WHAT THE TASK REQUIRES | Where a line of the records holds the string "identified", copy that line.

Stored data
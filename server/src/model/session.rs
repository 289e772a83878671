// III-IV
// Copyright 2023 Julio Merino
//
// Licensed under the Apache License, Version 2.0 (the "License"); you may not
// use this file except in compliance with the License.  You may obtain a copy
// of the License at:
//
//     http://www.apache.org/licenses/LICENSE-2.0
//
// Unless required by applicable law or agreed to in writing, software
// distributed under the License is distributed on an "AS IS" BASIS, WITHOUT
// WARRANTIES OR CONDITIONS OF ANY KIND, either express or implied.  See the
// License for the specific language governing permissions and limitations
// under the License.

//! The `Session` data type.

use crate::model::{AccessToken, AccountId};
use derive_getters::Getters;
use time::OffsetDateTime;

/// A login session for an account, identified by its access token.
#[derive(Clone, Debug, Getters, PartialEq)]
pub(crate) struct Session {
    /// Token that the client presents to authenticate requests.
    access_token: AccessToken,

    /// Account that owns the session.
    account: AccountId,

    /// When the session was created.
    login_time: OffsetDateTime,
}

impl Session {
    /// Creates a new session from its parts.
    pub(crate) fn new(
        access_token: AccessToken,
        account: AccountId,
        login_time: OffsetDateTime,
    ) -> Self {
        Self { access_token, account, login_time }
    }

    /// Consumes the session and returns its access token.
    pub(crate) fn take_access_token(self) -> AccessToken {
        self.access_token
    }
}
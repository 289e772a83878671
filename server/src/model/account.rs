// III-IV
// Copyright 2023 Julio Merino
//
// Licensed under the Apache License, Version 2.0 (the "License"); you may not
// use this file except in compliance with the License.  You may obtain a copy
// of the License at:
//
//     http://www.apache.org/licenses/LICENSE-2.0
//
// Unless required by applicable law or agreed to in writing, software
// distributed under the License is distributed on an "AS IS" BASIS, WITHOUT
// WARRANTIES OR CONDITIONS OF ANY KIND, either express or implied.  See the
// License for the specific language governing permissions and limitations
// under the License.

//! The `Account` data type and its building blocks.

use crate::model::HashedPassword;
use derive_getters::Getters;
use derive_more::{Display, From};
use rideshare_core::model::{EmailAddress, ModelError, ModelResult};
use serde::{Deserialize, Serialize};
use std::str::FromStr;

/// Maximum length of first names and surnames per the schema.
const MAX_NAME_LENGTH: usize = 64;

/// Identifier of an account, assigned by the database.
#[derive(
    Clone, Copy, Debug, Deserialize, Display, Eq, From, Hash, Ord, PartialEq, PartialOrd, Serialize,
)]
#[serde(transparent)]
pub struct AccountId(i64);

impl AccountId {
    /// Returns the raw numeric value of the identifier.
    pub(crate) fn as_i64(&self) -> i64 {
        self.0
    }
}

/// Role of an account, which determines what the account is allowed to do.
#[derive(Clone, Copy, Debug, Deserialize, Eq, PartialEq, Serialize)]
#[serde(rename_all = "SCREAMING_SNAKE_CASE")]
pub enum Role {
    /// Full access to all accounts and rides.
    Admin,

    /// Can manage any ride and route but only its own account.
    Moderator,

    /// Regular account.
    User,
}

impl Role {
    /// Returns the textual representation of the role as stored in the database.
    pub(crate) fn as_str(&self) -> &'static str {
        match self {
            Role::Admin => "ADMIN",
            Role::Moderator => "MODERATOR",
            Role::User => "USER",
        }
    }
}

impl FromStr for Role {
    type Err = ModelError;

    fn from_str(s: &str) -> ModelResult<Self> {
        match s {
            "ADMIN" => Ok(Role::Admin),
            "MODERATOR" => Ok(Role::Moderator),
            "USER" => Ok(Role::User),
            _ => Err(ModelError(format!("Unknown role '{}'", s))),
        }
    }
}

/// A first name or surname.
#[derive(Clone, Debug, Deserialize, Eq, PartialEq, Serialize)]
#[serde(try_from = "String", into = "String")]
pub(crate) struct PersonName(String);

impl PersonName {
    /// Creates a new name from an untrusted string `s`, making sure it is valid.
    pub(crate) fn new<S: Into<String>>(s: S) -> ModelResult<Self> {
        let s = s.into();
        if s.trim().is_empty() {
            return Err(ModelError("Name cannot be empty".to_owned()));
        }
        if s.chars().count() > MAX_NAME_LENGTH {
            return Err(ModelError("Name is too long".to_owned()));
        }
        Ok(Self(s))
    }

    /// Returns a string view of the name.
    pub(crate) fn as_str(&self) -> &str {
        &self.0
    }
}

impl TryFrom<String> for PersonName {
    type Error = ModelError;

    fn try_from(s: String) -> ModelResult<Self> {
        PersonName::new(s)
    }
}

impl From<PersonName> for String {
    fn from(name: PersonName) -> Self {
        name.0
    }
}

#[cfg(test)]
impl From<&'static str> for PersonName {
    fn from(s: &'static str) -> Self {
        PersonName::new(s).expect("Hardcoded names must be valid")
    }
}

/// Properties of an account that clients provide when creating or updating it.
#[derive(Clone, Debug, PartialEq)]
pub(crate) struct AccountDetails {
    /// Email address, unique across all accounts.
    pub(crate) email: EmailAddress,

    /// First name of the account holder.
    pub(crate) first_name: PersonName,

    /// Surname of the account holder.
    pub(crate) surname: PersonName,

    /// Requested role, which is only honored for administrators.
    pub(crate) role: Option<Role>,
}

/// A registered account.
#[derive(Clone, Debug, Getters, PartialEq, Serialize)]
#[serde(rename_all = "camelCase")]
pub(crate) struct Account {
    /// Identifier of the account.
    id: AccountId,

    /// Email address of the account, used to log in.
    email: EmailAddress,

    /// First name of the account holder.
    first_name: PersonName,

    /// Surname of the account holder.
    surname: PersonName,

    /// Hash of the password of the account.
    #[serde(skip)]
    password: HashedPassword,

    /// Role of the account.
    role: Role,
}

impl Account {
    /// Creates a new account from its parts.
    pub(crate) fn new(
        id: AccountId,
        email: EmailAddress,
        first_name: PersonName,
        surname: PersonName,
        password: HashedPassword,
        role: Role,
    ) -> Self {
        Self { id, email, first_name, surname, password, role }
    }

    /// Replaces the client-provided details of the account.  The role is only replaced if the
    /// details carry one.
    pub(crate) fn with_details(mut self, details: AccountDetails) -> Self {
        self.email = details.email;
        self.first_name = details.first_name;
        self.surname = details.surname;
        if let Some(role) = details.role {
            self.role = role;
        }
        self
    }

    /// Replaces the password hash of the account.
    pub(crate) fn with_password(mut self, password: HashedPassword) -> Self {
        self.password = password;
        self
    }

    /// Returns the principal that represents this account when it makes requests.
    pub(crate) fn principal(&self) -> Principal {
        Principal { id: self.id, role: self.role }
    }
}

/// The authenticated caller of an operation.
#[derive(Clone, Copy, Debug, Eq, PartialEq)]
pub(crate) struct Principal {
    /// Identifier of the caller's account.
    pub(crate) id: AccountId,

    /// Role of the caller's account.
    pub(crate) role: Role,
}

impl Principal {
    /// Returns true if the caller has full administrative rights.
    pub(crate) fn is_admin(&self) -> bool {
        self.role == Role::Admin
    }

    /// Returns true if the caller can manage rides and routes owned by others.
    pub(crate) fn is_elevated(&self) -> bool {
        matches!(self.role, Role::Admin | Role::Moderator)
    }
}
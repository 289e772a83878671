// III-IV
// Copyright 2023 Julio Merino
//
// Licensed under the Apache License, Version 2.0 (the "License"); you may not
// use this file except in compliance with the License.  You may obtain a copy
// of the License at:
//
//     http://www.apache.org/licenses/LICENSE-2.0
//
// Unless required by applicable law or agreed to in writing, software
// distributed under the License is distributed on an "AS IS" BASIS, WITHOUT
// WARRANTIES OR CONDITIONS OF ANY KIND, either express or implied.  See the
// License for the specific language governing permissions and limitations
// under the License.

//! Test utilities for the business layer.

use crate::db;
use crate::driver::{Driver, DriverOptions};
use crate::model::*;
use rideshare_core::clocks::testutils::{SettableClock, utc_datetime};
use rideshare_core::db::{Db, Executor};
use rideshare_core::model::EmailAddress;
use std::sync::Arc;

/// Password assigned to all accounts created by `TestContext::create_account`.
pub(crate) const TEST_PASSWORD: &str = "test-password";

/// State of a running test against the business layer.
pub(crate) struct TestContext {
    /// Database backing the driver, exposed to allow tests to inspect and tweak its contents.
    db: Arc<dyn Db + Send + Sync>,

    /// Clock backing the driver, exposed to allow tests to control time.
    clock: Arc<SettableClock>,

    /// The driver under test.
    driver: Driver,
}

impl TestContext {
    /// Initializes a driver backed by an in-memory database and default options.
    pub(crate) async fn setup() -> Self {
        Self::setup_with_opts(DriverOptions::default()).await
    }

    /// Initializes a driver backed by an in-memory database and the given `opts`.
    pub(crate) async fn setup_with_opts(opts: DriverOptions) -> Self {
        let db: Arc<dyn Db + Send + Sync> = Arc::new(db::testutils::setup_sqlite().await);
        let clock = Arc::new(SettableClock::new(utc_datetime(2023, 6, 1, 10, 0, 0)));
        let driver = Driver::new(db.clone(), clock.clone(), opts);
        Self { db, clock, driver }
    }

    /// Gets a direct executor against the database.
    pub(crate) async fn ex(&self) -> Executor {
        self.db.ex().await.unwrap()
    }

    /// Gets a copy of the driver under test.
    pub(crate) fn driver(&self) -> Driver {
        self.driver.clone()
    }

    /// Gets the clock used by the driver.
    pub(crate) fn clock(&self) -> &SettableClock {
        &self.clock
    }

    /// Creates an account named `name` with the given `role` and returns its principal.
    ///
    /// The email address of the account is `<name>@example.com` and its password is
    /// `TEST_PASSWORD`.
    pub(crate) async fn create_account(&self, name: &'static str, role: Role) -> Principal {
        let account = db::create_account(
            &mut self.ex().await,
            EmailAddress::new(format!("{}@example.com", name)).unwrap(),
            PersonName::from(name),
            PersonName::from("Tester"),
            Password::from(TEST_PASSWORD).hash().unwrap(),
            role,
        )
        .await
        .unwrap();
        account.principal()
    }

    /// Gets the stored account identified by `id`, if any.
    pub(crate) async fn get_account(&self, id: AccountId) -> Option<Account> {
        db::get_account(&mut self.ex().await, id).await.ok()
    }

    /// Creates a ride driven by `driver` between two fixed points.
    pub(crate) async fn create_ride(&self, driver: AccountId) -> Ride {
        db::create_ride(
            &mut self.ex().await,
            driver,
            Coordinates::new(42.69, 23.32).unwrap(),
            Coordinates::new(42.14, 24.74).unwrap(),
            None,
        )
        .await
        .unwrap()
    }

    /// Gets the stored ride identified by `id`, if any.
    pub(crate) async fn get_ride(&self, id: RideId) -> Option<Ride> {
        db::get_ride(&mut self.ex().await, id).await.ok()
    }

    /// Forces the status of the stored `ride` to `status`.
    pub(crate) async fn set_ride_status(&self, ride: &Ride, status: RideStatus) {
        let ride = ride.clone().with_status(status);
        db::update_ride(&mut self.ex().await, &ride).await.unwrap();
    }

    /// Gets the identifiers of the passengers of the ride `id`.
    pub(crate) async fn get_passengers(&self, id: RideId) -> Vec<AccountId> {
        db::get_payments_by_ride(&mut self.ex().await, id)
            .await
            .unwrap()
            .into_iter()
            .map(|p| *p.owner())
            .collect()
    }

    /// Adds `passenger` to the ride `id`.
    pub(crate) async fn join_ride(&self, id: RideId, passenger: AccountId) {
        db::create_payment(&mut self.ex().await, id, passenger).await.unwrap();
    }

    /// Creates a one-time route between two places.
    pub(crate) async fn create_route(&self, from: &'static str, to: &'static str) -> Route {
        let details = RouteDetails::new(from, to, RouteType::OneTime, None).unwrap();
        db::create_route(&mut self.ex().await, details).await.unwrap()
    }

    /// Gets the stored route identified by `id`, if any.
    pub(crate) async fn get_route(&self, id: RouteId) -> Option<Route> {
        db::get_route(&mut self.ex().await, id).await.ok()
    }
}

RESPONSE FOR THIS EXERCISE |
/// A login session for an account, identified by its access token.
    /// Gets the stored account identified by `id`, if any.
    /// Gets the stored ride identified by `id`, if any.
    /// Gets the stored route identified by `id`, if any.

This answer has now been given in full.